Data items
▼

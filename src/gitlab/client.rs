use std::sync::Arc;
use std::time::Duration;

use log::{debug, warn};
use reqwest::{Client, Response};
use serde::de::DeserializeOwned;
use tokio::sync::Semaphore;
use url::Url;

use crate::auth::Token;
use crate::error::{CommitLensError, Result};

use super::types::{ApiCommit, ApiCurrentUser, ApiDiff, ApiProject, ApiUser};

const MAX_RETRIES: u32 = 3;
const RETRY_DELAY_SECONDS: u64 = 2;
const MAX_CONCURRENT_REQUESTS: usize = 64;
pub(super) const PAGE_SIZE: usize = 100;

/// Runaway guard for the internal pagination loops; admin instances with
/// more pages than this should page manually through the `_page` endpoints.
const BULK_PAGE_CAP: usize = 1000;

/// REST client for the GitLab v4 API.
///
/// All requests go through a single retry path: transient network failures,
/// HTTP 429 and server errors are retried a bounded number of times; any
/// other non-success status maps to an error immediately. A semaphore bounds
/// the number of requests in flight across all worker tasks sharing the
/// client.
pub struct GitLabClient {
    client: Client,
    api_url: Url,
    token: Token,
    semaphore: Arc<Semaphore>,
}

impl GitLabClient {
    pub fn new(base_url: &str, token: Token) -> Result<Self> {
        let client = Client::builder()
            .user_agent(concat!("commitlens/", env!("CARGO_PKG_VERSION")))
            .build()
            .map_err(|e| CommitLensError::Config(format!("Failed to create HTTP client: {e}")))?;

        let base = Url::parse(base_url)
            .map_err(|e| CommitLensError::Config(format!("Invalid base URL: {e}")))?;

        let api_url = base
            .join("api/v4/")
            .map_err(|e| CommitLensError::Config(format!("Invalid API URL: {e}")))?;

        Ok(Self {
            client,
            api_url,
            token,
            semaphore: Arc::new(Semaphore::new(MAX_CONCURRENT_REQUESTS)),
        })
    }

    fn endpoint(&self, path: &str) -> Result<Url> {
        self.api_url
            .join(path)
            .map_err(|e| CommitLensError::Config(format!("Invalid endpoint {path}: {e}")))
    }

    /// Execute a GET request with automatic retry on network errors, rate
    /// limits and server errors. Returns the successful response.
    async fn get_with_retry(&self, path: &str, query: &[(&str, String)]) -> Result<Response> {
        // One permit per logical request, including all of its retries
        let _permit = self.semaphore.acquire().await.unwrap();

        let url = self.endpoint(path)?;
        let mut retry_count = 0;
        loop {
            let request = self
                .client
                .get(url.clone())
                .bearer_auth(self.token.as_str())
                .query(query);

            let response = match request.send().await {
                Ok(resp) => resp,
                Err(e) if e.is_connect() || e.is_timeout() || e.is_request() => {
                    if retry_count >= MAX_RETRIES {
                        return Err(e.into());
                    }
                    warn!(
                        "Network error ({}), retrying in {}s ({}/{})...",
                        e,
                        RETRY_DELAY_SECONDS,
                        retry_count + 1,
                        MAX_RETRIES
                    );
                    tokio::time::sleep(Duration::from_secs(RETRY_DELAY_SECONDS)).await;
                    retry_count += 1;
                    continue;
                }
                Err(e) => return Err(e.into()),
            };

            let status = response.status();

            if status == 429 || status.is_server_error() {
                if retry_count >= MAX_RETRIES {
                    return Err(CommitLensError::ApiErrorAfterRetries {
                        status: status.as_u16(),
                        retries: MAX_RETRIES,
                    });
                }

                warn!(
                    "GitLab API error (status {status}). Waiting {RETRY_DELAY_SECONDS} seconds before retry {}/{}...",
                    retry_count + 1,
                    MAX_RETRIES
                );

                tokio::time::sleep(Duration::from_secs(RETRY_DELAY_SECONDS)).await;
                retry_count += 1;
                continue;
            }

            if !status.is_success() {
                let message = response
                    .text()
                    .await
                    .unwrap_or_else(|_| "Unable to read error response".to_string());
                return Err(CommitLensError::Api {
                    status: status.as_u16(),
                    message,
                });
            }

            return Ok(response);
        }
    }

    async fn get_json<T: DeserializeOwned>(
        &self,
        path: &str,
        query: &[(&str, String)],
    ) -> Result<T> {
        let response = self.get_with_retry(path, query).await?;
        Ok(response.json().await?)
    }

    /// GET one page and surface the `x-total` record count header, when the
    /// instance reports one.
    async fn get_json_with_total<T: DeserializeOwned>(
        &self,
        path: &str,
        query: &[(&str, String)],
    ) -> Result<(T, Option<u64>)> {
        let response = self.get_with_retry(path, query).await?;
        let total = response
            .headers()
            .get("x-total")
            .and_then(|v| v.to_str().ok())
            .and_then(|v| v.parse().ok());
        Ok((response.json().await?, total))
    }

    /// `GET /user` — the authenticated identity.
    pub async fn current_user(&self) -> Result<ApiCurrentUser> {
        self.get_json("user", &[]).await
    }

    /// `GET /projects`, paginating internally until a short page.
    pub async fn list_projects(&self, visibility: Option<&str>) -> Result<Vec<ApiProject>> {
        let mut all = Vec::new();
        let mut page = 1;
        loop {
            let mut query = vec![
                ("page", page.to_string()),
                ("per_page", PAGE_SIZE.to_string()),
            ];
            if let Some(visibility) = visibility {
                query.push(("visibility", visibility.to_string()));
            }

            let batch: Vec<ApiProject> = self.get_json("projects", &query).await?;
            let batch_len = batch.len();
            all.extend(batch);

            if batch_len < PAGE_SIZE || page >= BULK_PAGE_CAP {
                break;
            }
            page += 1;
        }
        debug!("Bulk project listing returned {} projects", all.len());
        Ok(all)
    }

    /// `GET /projects` — one explicit page.
    pub async fn list_projects_page(
        &self,
        page: usize,
        per_page: usize,
    ) -> Result<Vec<ApiProject>> {
        self.get_json(
            "projects",
            &[("page", page.to_string()), ("per_page", per_page.to_string())],
        )
        .await
    }

    /// `GET /users`, paginating internally until a short page.
    pub async fn list_users(&self) -> Result<Vec<ApiUser>> {
        let mut all = Vec::new();
        let mut page = 1;
        loop {
            let batch = self.list_users_page(page, PAGE_SIZE).await?.0;
            let batch_len = batch.len();
            all.extend(batch);

            if batch_len < PAGE_SIZE || page >= BULK_PAGE_CAP {
                break;
            }
            page += 1;
        }
        debug!("Bulk user listing returned {} users", all.len());
        Ok(all)
    }

    /// `GET /users` — one explicit page, plus the reported total count.
    pub async fn list_users_page(
        &self,
        page: usize,
        per_page: usize,
    ) -> Result<(Vec<ApiUser>, Option<u64>)> {
        self.get_json_with_total(
            "users",
            &[("page", page.to_string()), ("per_page", per_page.to_string())],
        )
        .await
    }

    /// `GET /projects/:id/repository/commits` with optional timestamp
    /// bounds, paginating internally until a short page.
    pub async fn list_commits(
        &self,
        project_id: u64,
        since: Option<&str>,
        until: Option<&str>,
    ) -> Result<Vec<ApiCommit>> {
        let path = format!("projects/{project_id}/repository/commits");
        let mut all = Vec::new();
        let mut page = 1;
        loop {
            let mut query = vec![
                ("page", page.to_string()),
                ("per_page", PAGE_SIZE.to_string()),
            ];
            if let Some(since) = since {
                query.push(("since", since.to_string()));
            }
            if let Some(until) = until {
                query.push(("until", until.to_string()));
            }

            let batch: Vec<ApiCommit> = self.get_json(&path, &query).await?;
            let batch_len = batch.len();
            all.extend(batch);

            if batch_len < PAGE_SIZE || page >= BULK_PAGE_CAP {
                break;
            }
            page += 1;
        }
        Ok(all)
    }

    /// `GET /projects/:id/repository/commits` — one explicit page, no
    /// timestamp bounds.
    pub async fn list_commits_page(
        &self,
        project_id: u64,
        page: usize,
        per_page: usize,
    ) -> Result<Vec<ApiCommit>> {
        self.get_json(
            &format!("projects/{project_id}/repository/commits"),
            &[("page", page.to_string()), ("per_page", per_page.to_string())],
        )
        .await
    }

    /// `GET /projects/:id/repository/commits/:sha` — the full commit record.
    pub async fn get_commit(&self, project_id: u64, sha: &str) -> Result<ApiCommit> {
        self.get_json(&format!("projects/{project_id}/repository/commits/{sha}"), &[])
            .await
    }

    /// `GET /projects/:id/repository/commits/:sha/diff`, paginating
    /// internally until a short page.
    pub async fn get_commit_diff(&self, project_id: u64, sha: &str) -> Result<Vec<ApiDiff>> {
        let path = format!("projects/{project_id}/repository/commits/{sha}/diff");
        let mut all = Vec::new();
        let mut page = 1;
        loop {
            let batch: Vec<ApiDiff> = self
                .get_json(
                    &path,
                    &[("page", page.to_string()), ("per_page", PAGE_SIZE.to_string())],
                )
                .await?;
            let batch_len = batch.len();
            all.extend(batch);

            if batch_len < PAGE_SIZE || page >= BULK_PAGE_CAP {
                break;
            }
            page += 1;
        }
        Ok(all)
    }
}
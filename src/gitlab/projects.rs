use futures::FutureExt;
use log::info;

use crate::error::Result;
use crate::report::Project;

use super::client::{GitLabClient, PAGE_SIZE};
use super::fallback::{first_success, Advance};
use super::types::ApiProject;

const MANUAL_PAGE_CAP: usize = 100;

/// Retrieves every project visible to the token.
///
/// Never fails for the caller: enumeration problems degrade to a partial or
/// empty list with logged diagnostics. Strategies in order: bulk listing
/// with the all-visibilities filter (admin tokens), bulk listing without the
/// filter (non-admin tokens reject the former), then manual page-by-page
/// pagination for instances where bulk listing comes back empty.
pub async fn list_all_projects(client: &GitLabClient) -> Vec<Project> {
    let raw = first_success(
        "project enumeration",
        Advance::OnErrorOrEmpty,
        vec![
            (
                "all-visibilities listing",
                client.list_projects(Some("all")).boxed(),
            ),
            ("unfiltered listing", client.list_projects(None).boxed()),
            ("manual pagination", manual_pagination(client).boxed()),
        ],
    )
    .await;

    let projects: Vec<Project> = raw.into_iter().map(Project::from).collect();
    info!("Enumerated {} projects", projects.len());
    projects
}

async fn manual_pagination(client: &GitLabClient) -> Result<Vec<ApiProject>> {
    let mut all = Vec::new();
    let mut page = 1;
    loop {
        let batch = client.list_projects_page(page, PAGE_SIZE).await?;
        if batch.is_empty() {
            break;
        }
        info!("Retrieved project page {page} with {} projects", batch.len());
        all.extend(batch);
        page += 1;
        if page > MANUAL_PAGE_CAP {
            log::warn!("Too many project pages, stopping at {MANUAL_PAGE_CAP}");
            break;
        }
    }
    Ok(all)
}
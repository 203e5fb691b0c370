use anyhow::Result;
use clap::Parser;
use std::process::ExitCode;
use tracing_subscriber::EnvFilter;

mod cli;
mod inspector;
mod kubectl;
mod plan;
mod sequencer;

use cli::Cli;
use kubectl::Kubectl;
use sequencer::{ApplyError, RunConfig};

fn main() -> ExitCode {
    let args = Cli::parse();
    init_tracing(args.verbose);

    match run(&args) {
        Ok(()) => ExitCode::SUCCESS,
        Err(err) => {
            eprintln!("kseed: error: {err:#}");
            exit_code_for(&err)
        }
    }
}

fn run(args: &Cli) -> Result<()> {
    let config = RunConfig {
        namespace: args.namespace.clone(),
        min_count: args.min_count,
        dry_run: args.dry_run,
    };
    let manifest_dir = plan::manifest_dir()?;
    let steps = plan::demo_steps();
    let kubectl = Kubectl::locate()?;
    sequencer::run(&kubectl, &config, &manifest_dir, &steps)
}

/// Apply failures carry the external tool's exit status through to the
/// process exit; everything else is a generic failure.
fn exit_code_for(err: &anyhow::Error) -> ExitCode {
    match err.downcast_ref::<ApplyError>() {
        Some(apply) => ExitCode::from(u8::try_from(apply.code).unwrap_or(1)),
        None => ExitCode::FAILURE,
    }
}

fn init_tracing(verbose: bool) {
    let default_directive = if verbose { "kseed=debug" } else { "kseed=info" };
    let filter = EnvFilter::try_from_default_env()
        .unwrap_or_else(|_| EnvFilter::new(default_directive));
    tracing_subscriber::fmt()
        .with_env_filter(filter)
        .with_writer(std::io::stderr)
        .init();
}
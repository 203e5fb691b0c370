//! Shared test infrastructure: stages a scripted fake kubectl and runs the
//! compiled kseed binary against it.

use std::fs;
use std::os::unix::fs::PermissionsExt;
use std::path::PathBuf;
use std::process::{Command, Output};
use tempfile::TempDir;

pub struct FakeCluster {
    dir: TempDir,
}

impl FakeCluster {
    /// Stage a fake kubectl whose behavior is the given shell script body.
    ///
    /// The body sees the kubectl argv in `"$@"`; every invocation is
    /// appended to a call log before the body runs.
    pub fn with_script(body: &str) -> Self {
        let dir = TempDir::new().expect("create temp dir");
        let path = dir.path().join("kubectl");
        let script = format!("#!/bin/sh\nprintf '%s\\n' \"$*\" >> \"$KSEED_TEST_LOG\"\n{body}\n");
        fs::write(&path, script).expect("write fake kubectl");
        let mut perms = fs::metadata(&path)
            .expect("stat fake kubectl")
            .permissions();
        perms.set_mode(0o755);
        fs::set_permissions(&path, perms).expect("chmod fake kubectl");
        Self { dir }
    }

    fn kubectl_path(&self) -> PathBuf {
        self.dir.path().join("kubectl")
    }

    fn log_path(&self) -> PathBuf {
        self.dir.path().join("calls.log")
    }

    /// Run kseed with the fake kubectl wired in.
    pub fn run_kseed(&self, args: &[&str]) -> Output {
        Command::new(env!("CARGO_BIN_EXE_kseed"))
            .args(args)
            .env("KSEED_KUBECTL_PATH", self.kubectl_path())
            .env("KSEED_TEST_LOG", self.log_path())
            .env_remove("KSEED_NAMESPACE")
            .env_remove("KSEED_MIN_COUNT")
            .env_remove("KSEED_MANIFEST_DIR")
            .output()
            .expect("run kseed")
    }

    /// Create the marker file scripts can probe to change behavior between
    /// runs (e.g. "the cluster is provisioned now").
    pub fn mark_provisioned(&self) {
        fs::write(self.dir.path().join("provisioned"), b"").expect("write marker");
    }

    /// kubectl invocations recorded by the fake, one argv per line.
    pub fn calls(&self) -> Vec<String> {
        match fs::read_to_string(self.log_path()) {
            Ok(content) => content.lines().map(str::to_string).collect(),
            Err(_) => Vec::new(),
        }
    }
}
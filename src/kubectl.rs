//! Thin runner around the external cluster CLI.
//!
//! Everything the tool learns about the cluster arrives through the
//! `ClusterCli` seam, so tests can substitute a scripted implementation.

use anyhow::{Context, Result};
use std::ffi::OsString;
use std::process::{Command, Stdio};

/// Captured result of a read-only CLI query.
#[derive(Debug, Clone)]
pub struct CliCapture {
    pub stdout: String,
    pub success: bool,
}

impl CliCapture {
    pub fn failed() -> Self {
        Self {
            stdout: String::new(),
            success: false,
        }
    }
}

/// Seam between the provisioning logic and the external cluster CLI.
pub trait ClusterCli {
    /// Run the CLI and capture stdout. Spawn failures and non-zero exits
    /// surface as `success = false`, never as an error: a query that cannot
    /// be answered is equivalent to an empty answer.
    fn capture(&self, args: &[&str]) -> CliCapture;

    /// Run the CLI with stdout/stderr inherited so its diagnostics reach the
    /// console, and return the exit code. Only spawn errors are `Err`.
    fn invoke(&self, args: &[&str]) -> Result<i32>;
}

/// Production implementation shelling out to `kubectl` (or an override).
pub struct Kubectl {
    binary: OsString,
}

impl Kubectl {
    /// Locate the cluster CLI binary, honoring the `KSEED_KUBECTL_PATH`
    /// override. Resolving up front means a broken environment is reported
    /// before any step runs.
    pub fn locate() -> Result<Self> {
        let name =
            std::env::var_os("KSEED_KUBECTL_PATH").unwrap_or_else(|| OsString::from("kubectl"));
        let binary = which::which(&name)
            .with_context(|| format!("cluster CLI {} not found on PATH", name.to_string_lossy()))?;
        Ok(Self {
            binary: binary.into_os_string(),
        })
    }
}

impl ClusterCli for Kubectl {
    fn capture(&self, args: &[&str]) -> CliCapture {
        tracing::debug!(?args, "query");
        let output = Command::new(&self.binary)
            .args(args)
            .stdin(Stdio::null())
            .output();
        match output {
            Ok(output) => CliCapture {
                stdout: String::from_utf8_lossy(&output.stdout).into_owned(),
                success: output.status.success(),
            },
            Err(err) => {
                tracing::debug!(%err, "query spawn failed");
                CliCapture::failed()
            }
        }
    }

    fn invoke(&self, args: &[&str]) -> Result<i32> {
        tracing::debug!(?args, "invoke");
        let status = Command::new(&self.binary)
            .args(args)
            .stdin(Stdio::null())
            .status()
            .with_context(|| format!("spawn {}", self.binary.to_string_lossy()))?;
        Ok(status.code().unwrap_or(1))
    }
}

▲

EXERCISE PROMPT
All lines above that hold the string "argv" should be copied.

WRITTEN SOLUTION
    /// The body sees the kubectl argv in `"$@"`; every invocation is
    /// kubectl invocations recorded by the fake, one argv per line.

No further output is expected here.